##### INPUT RECORDS #####

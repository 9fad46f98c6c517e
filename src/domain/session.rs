//! Owned dataset handle with memoised indicator results.
//!
//! A `Session` holds one immutable dataset snapshot. Indicator rows for a
//! `(code, start, end)` selection are computed once and reused until the
//! dataset is reloaded, at which point every memoised result is dropped.

use crate::domain::dataset::Dataset;
use crate::domain::error::FlowError;
use crate::domain::indicator::{self, IndicatorConfig, IndicatorRow};
use crate::domain::query::select_stock_range;
use crate::ports::data_port::DatasetPort;
use chrono::NaiveDate;
use std::collections::HashMap;
use std::sync::Arc;

#[derive(Debug, Clone, PartialEq, Eq, Hash)]
pub struct SelectionKey {
    pub code: String,
    pub start: NaiveDate,
    pub end: NaiveDate,
}

pub struct Session {
    dataset: Arc<Dataset>,
    config: IndicatorConfig,
    memo: HashMap<SelectionKey, Arc<Vec<IndicatorRow>>>,
}

impl Session {
    pub fn new(dataset: Dataset, config: IndicatorConfig) -> Self {
        Self {
            dataset: Arc::new(dataset),
            config,
            memo: HashMap::new(),
        }
    }

    pub fn open(port: &dyn DatasetPort, config: IndicatorConfig) -> Result<Self, FlowError> {
        let dataset = port.load()?;
        log::info!("loaded {} rows from {}", dataset.len(), port.describe());
        Ok(Self::new(dataset, config))
    }

    pub fn dataset(&self) -> Arc<Dataset> {
        Arc::clone(&self.dataset)
    }

    pub fn memo_len(&self) -> usize {
        self.memo.len()
    }

    /// Indicator rows for one stock over `[start, end]`.
    pub fn indicators(
        &mut self,
        code: &str,
        start: NaiveDate,
        end: NaiveDate,
    ) -> Result<Arc<Vec<IndicatorRow>>, FlowError> {
        let key = SelectionKey {
            code: code.to_string(),
            start,
            end,
        };
        if let Some(rows) = self.memo.get(&key) {
            log::debug!("memo hit for {} {}..{}", code, start, end);
            return Ok(Arc::clone(rows));
        }

        let series = select_stock_range(&self.dataset, code, start, end)?;
        let rows = Arc::new(indicator::compute(&series, &self.config)?);
        self.memo.insert(key, Arc::clone(&rows));
        Ok(rows)
    }

    /// Replace the dataset with a fresh load from `port`.
    ///
    /// The new dataset is fully loaded before the swap; on failure the
    /// current snapshot and memo are kept as they were.
    pub fn reload(&mut self, port: &dyn DatasetPort) -> Result<(), FlowError> {
        let dataset = port.load()?;
        log::info!(
            "reloaded {} rows from {}, dropping {} memoised selections",
            dataset.len(),
            port.describe(),
            self.memo.len()
        );
        self.replace(dataset);
        Ok(())
    }

    pub fn replace(&mut self, dataset: Dataset) {
        self.dataset = Arc::new(dataset);
        self.memo.clear();
    }
}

#####

- **ASSIGNED TASK**
All lines above with the word "struct" need to be reported.

- **TASK RESPONSE**
pub struct SelectionKey {
pub struct Session {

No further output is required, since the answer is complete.